Legend: A witch, or more likely a victim of a witch hunt, haunts the grounds. A woman with yellow eyes wearing a grey robe has been seen wandering the lower land of the mill. The yellow-eyed woman lived in a small log cabin below the mill when the land was heavily wooded and often flooded with groundwater. She sold homemade remedies and charms made from alligator parts (typically the teeth and claws). It seems people enjoyed her products and let her do her thing until a man was found slashed in the river. His friend, who was fishing with him, claimed the “witch” could summon supernatural, yellow-eyed alligators to do her bidding. He said he saw yellow eyes before his friend fell into the river and drowned. The slashes, which looked like wounds from a fishing knife, must be from the alligators. Sadly, no one questioned his story and the woman was drowned by a vigilante mob.
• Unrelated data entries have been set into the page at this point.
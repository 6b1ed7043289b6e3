//! Scrape task record and status state machine.

use chrono::{DateTime, Utc};
use serde::{Deserialize, Serialize};

use super::ids::TaskId;
use super::request::ScrapeRequest;

/// Task status (snake_case on the wire).
///
/// State transitions:
/// - Pending -> Running -> Completed
/// - Pending -> Running -> Failed
///
/// Completed/Failed are terminal: the lifecycle manager never re-enters
/// dispatch for a task in either state. Manual overrides may still rewrite
/// a terminal record, but that is an out-of-band correction, not a
/// transition.
#[derive(Debug, Clone, Copy, PartialEq, Eq, Hash, Serialize, Deserialize)]
#[serde(rename_all = "snake_case")]
pub enum TaskStatus {
    /// Created, dispatch not started yet.
    Pending,

    /// Dispatch to the backend is in flight.
    Running,

    /// Backend returned a success payload.
    Completed,

    /// Backend rejected the request, or it never got there.
    Failed,
}

impl TaskStatus {
    /// Is this a terminal state (no further automatic transition)?
    pub fn is_terminal(self) -> bool {
        matches!(self, TaskStatus::Completed | TaskStatus::Failed)
    }
}

/// Manual override payload for the out-of-band update path.
///
/// Only `status` drives a change; `result`/`error` are attached when the
/// forced status makes them meaningful.
#[derive(Debug, Clone, Default, Deserialize)]
pub struct TaskUpdate {
    pub status: Option<TaskStatus>,
    pub result: Option<serde_json::Value>,
    pub error: Option<String>,
}

/// One unit of cross-platform scraping work.
///
/// The task store owns the canonical copy; the lifecycle manager mutates it
/// only through the `mark_*` methods below and writes back before anyone
/// else can observe the change. Every mutation stamps `updated_at`;
/// `created_at` and `total_targets` are frozen at creation.
#[derive(Debug, Clone, PartialEq, Serialize, Deserialize)]
pub struct ScrapeTask {
    pub id: TaskId,

    /// Immutable snapshot of the originating request.
    pub request: ScrapeRequest,

    pub status: TaskStatus,

    pub created_at: DateTime<Utc>,
    pub updated_at: DateTime<Utc>,

    /// Set exactly once, when the task finishes.
    #[serde(default, skip_serializing_if = "Option::is_none")]
    pub completed_at: Option<DateTime<Utc>>,

    /// Backend success payload, stored verbatim.
    #[serde(default, skip_serializing_if = "Option::is_none")]
    pub result: Option<serde_json::Value>,

    /// Human-readable failure cause; always present on `Failed`.
    #[serde(default, skip_serializing_if = "Option::is_none")]
    pub error: Option<String>,

    /// Handle counts summed across all platform lists at creation.
    pub total_targets: usize,
}

impl ScrapeTask {
    /// New pending task.
    pub fn new(
        id: TaskId,
        request: ScrapeRequest,
        total_targets: usize,
        now: DateTime<Utc>,
    ) -> Self {
        Self {
            id,
            request,
            status: TaskStatus::Pending,
            created_at: now,
            updated_at: now,
            completed_at: None,
            result: None,
            error: None,
            total_targets,
        }
    }

    /// Dispatch has begun.
    pub fn mark_running(&mut self, now: DateTime<Utc>) {
        self.status = TaskStatus::Running;
        self.updated_at = now;
    }

    /// Backend succeeded: attach the payload and finish.
    pub fn mark_completed(&mut self, result: serde_json::Value, now: DateTime<Utc>) {
        self.status = TaskStatus::Completed;
        self.result = Some(result);
        self.completed_at = Some(now);
        self.updated_at = now;
    }

    /// Backend (or the network) failed: record the cause. No retry follows;
    /// a failed dispatch is resubmitted by the caller as a new task.
    pub fn mark_failed(&mut self, error: String, now: DateTime<Utc>) {
        self.status = TaskStatus::Failed;
        self.error = Some(error);
        self.updated_at = now;
    }

    /// Apply a manual override.
    ///
    /// No-op unless `update.status` is present. Entering a terminal state
    /// stamps `completed_at` (once). This path can race with the automatic
    /// advance on the same id; callers are expected not to override a task
    /// that is still being dispatched.
    pub fn apply_override(&mut self, update: &TaskUpdate, now: DateTime<Utc>) {
        let Some(status) = update.status else {
            return;
        };

        self.status = status;
        self.updated_at = now;

        if status == TaskStatus::Completed
            && let Some(result) = &update.result
        {
            self.result = Some(result.clone());
        }
        if status == TaskStatus::Failed
            && let Some(error) = &update.error
        {
            self.error = Some(error.clone());
        }
        if status.is_terminal() && self.completed_at.is_none() {
            self.completed_at = Some(now);
        }
    }
}

#[cfg(test)]
mod tests {
    use super::*;
    use chrono::TimeZone;
    use rstest::rstest;
    use ulid::Ulid;

    fn t(secs: u32) -> DateTime<Utc> {
        Utc.with_ymd_and_hms(2025, 6, 1, 12, 0, secs).unwrap()
    }

    fn task() -> ScrapeTask {
        let request = ScrapeRequest {
            tiktok_users: vec!["alice".to_string(), "bob".to_string()],
            instagram_users: vec![],
            youtube_users: vec!["https://youtube.com/@chan_a".to_string()],
            max_items_per_user: 5,
        };
        ScrapeTask::new(TaskId::from_ulid(Ulid::new()), request, 3, t(0))
    }

    #[test]
    fn new_task_is_pending() {
        let task = task();
        assert_eq!(task.status, TaskStatus::Pending);
        assert_eq!(task.total_targets, 3);
        assert_eq!(task.created_at, task.updated_at);
        assert!(task.completed_at.is_none());
        assert!(task.result.is_none());
        assert!(task.error.is_none());
    }

    #[test]
    fn running_touches_updated_at_only() {
        let mut task = task();
        task.mark_running(t(1));

        assert_eq!(task.status, TaskStatus::Running);
        assert_eq!(task.updated_at, t(1));
        assert_eq!(task.created_at, t(0));
        assert!(task.completed_at.is_none());
    }

    #[test]
    fn completed_attaches_result_and_completed_at() {
        let mut task = task();
        task.mark_running(t(1));
        task.mark_completed(serde_json::json!({"ok": true}), t(9));

        assert_eq!(task.status, TaskStatus::Completed);
        assert_eq!(task.completed_at, Some(t(9)));
        assert!(task.completed_at.unwrap() >= task.created_at);
        assert_eq!(task.result, Some(serde_json::json!({"ok": true})));
    }

    #[test]
    fn failed_records_cause_without_completed_at() {
        let mut task = task();
        task.mark_running(t(1));
        task.mark_failed("backend service error (500): boom".to_string(), t(2));

        assert_eq!(task.status, TaskStatus::Failed);
        assert!(task.error.as_deref().unwrap().contains("500"));
        assert!(task.completed_at.is_none());
    }

    #[rstest]
    #[case::pending(TaskStatus::Pending, false)]
    #[case::running(TaskStatus::Running, false)]
    #[case::completed(TaskStatus::Completed, true)]
    #[case::failed(TaskStatus::Failed, true)]
    fn terminal_states(#[case] status: TaskStatus, #[case] terminal: bool) {
        assert_eq!(status.is_terminal(), terminal);
    }

    #[test]
    fn override_without_status_is_a_noop() {
        let mut task = task();
        let before = task.clone();

        task.apply_override(
            &TaskUpdate {
                status: None,
                result: Some(serde_json::json!({"ignored": true})),
                error: Some("ignored".to_string()),
            },
            t(5),
        );

        assert_eq!(task, before);
    }

    #[test]
    fn override_to_completed_attaches_result() {
        let mut task = task();
        task.apply_override(
            &TaskUpdate {
                status: Some(TaskStatus::Completed),
                result: Some(serde_json::json!({"manual": true})),
                error: None,
            },
            t(7),
        );

        assert_eq!(task.status, TaskStatus::Completed);
        assert_eq!(task.result, Some(serde_json::json!({"manual": true})));
        assert_eq!(task.completed_at, Some(t(7)));
    }

    #[test]
    fn override_to_failed_stamps_completed_at() {
        let mut task = task();
        task.apply_override(
            &TaskUpdate {
                status: Some(TaskStatus::Failed),
                result: None,
                error: Some("operator abort".to_string()),
            },
            t(3),
        );

        assert_eq!(task.status, TaskStatus::Failed);
        assert_eq!(task.error.as_deref(), Some("operator abort"));
        // Out-of-band corrections are the final word on the task.
        assert_eq!(task.completed_at, Some(t(3)));
    }

    #[test]
    fn serde_roundtrip_preserves_record() {
        let mut task = task();
        task.mark_running(t(1));
        task.mark_completed(serde_json::json!({"posts": 15}), t(4));

        let s = serde_json::to_string(&task).unwrap();
        let back: ScrapeTask = serde_json::from_str(&s).unwrap();
        assert_eq!(back, task);
    }

    #[test]
    fn pending_task_serializes_without_optional_fields() {
        let v = serde_json::to_value(task()).unwrap();
        let obj = v.as_object().unwrap();
        assert!(!obj.contains_key("completed_at"));
        assert!(!obj.contains_key("result"));
        assert!(!obj.contains_key("error"));
        assert_eq!(v["status"], "pending");
    }
}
There have been reports of glowing yellow eyes around the lower land of the mill since her death.

The Cellar

Legend: There is the sound of a woman weeping in the basement of The Haunted Mill. The sound has been heard over the years by those who work in the mill. The weeping is faint and the workers only hear it when the mill is deadly quiet. This event has no traceable origin or story associated with it. However, when the mill is silent, we have confirmed and recorded this weeping.

Blood Falls

Legend: Due to the amount of death in and surrounding the mill, supernatural forces warning people of the danger of the falls cause the water to look blood red. The waterfall, typically, looks ordinary. However, rumor has it that if you see the waterfall when it runs red, it is a death omen.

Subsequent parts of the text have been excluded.